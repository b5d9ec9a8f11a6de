use std::fmt;

use serde::{Deserialize, Serialize};

/// A window's outer frame in root coordinates.
#[derive(Serialize, Deserialize, Debug, Clone, Copy, PartialEq, Eq, Hash)]
pub struct Rect {
    pub x: i32,
    pub y: i32,
    pub width: i32,
    pub height: i32,
}

impl Rect {
    pub const fn new(x: i32, y: i32, width: i32, height: i32) -> Self {
        Rect { x, y, width, height }
    }

    /// Window managers report zero or negative geometry while a window is
    /// being mapped, moved between monitors or torn down.
    pub fn is_valid(&self) -> bool {
        self.x > 0 && self.y > 0 && self.width > 0 && self.height > 0
    }
}

impl fmt::Display for Rect {
    fn fmt(&self, f: &mut fmt::Formatter<'_>) -> fmt::Result {
        write!(f, "{}x{}+{}+{}", self.width, self.height, self.x, self.y)
    }
}

/// The single remembered PiP geometry. Lives as long as the reactor is
/// enabled; nothing is written to disk.
#[derive(Debug, Default)]
pub struct PositionStore {
    last: Option<Rect>,
}

impl PositionStore {
    pub fn new() -> Self { Self::default() }

    /// Overwrites the remembered position. Invalid rectangles are dropped and
    /// leave the previous value in place.
    pub fn save(&mut self, rect: Rect) -> bool {
        if !rect.is_valid() {
            return false;
        }
        self.last = Some(rect);
        true
    }

    pub fn get(&self) -> Option<Rect> { self.last.filter(Rect::is_valid) }

    pub fn clear(&mut self) { self.last = None; }
}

ASSIGNED TASK
For the listing above, print only the lines starting at the line containing "in root coordinates." and ending at the line containing "#[derive(Debug, Default)]", exactly, both included.

SOLUTION TO THIS PROBLEM
/// A window's outer frame in root coordinates.
#[derive(Serialize, Deserialize, Debug, Clone, Copy, PartialEq, Eq, Hash)]
pub struct Rect {
    pub x: i32,
    pub y: i32,
    pub width: i32,
    pub height: i32,
}

impl Rect {
    pub const fn new(x: i32, y: i32, width: i32, height: i32) -> Self {
        Rect { x, y, width, height }
    }

    /// Window managers report zero or negative geometry while a window is
    /// being mapped, moved between monitors or torn down.
    pub fn is_valid(&self) -> bool {
        self.x > 0 && self.y > 0 && self.width > 0 && self.height > 0
    }
}

impl fmt::Display for Rect {
    fn fmt(&self, f: &mut fmt::Formatter<'_>) -> fmt::Result {
        write!(f, "{}x{}+{}+{}", self.width, self.height, self.x, self.y)
    }
}

/// The single remembered PiP geometry. Lives as long as the reactor is
/// enabled; nothing is written to disk.
#[derive(Debug, Default)]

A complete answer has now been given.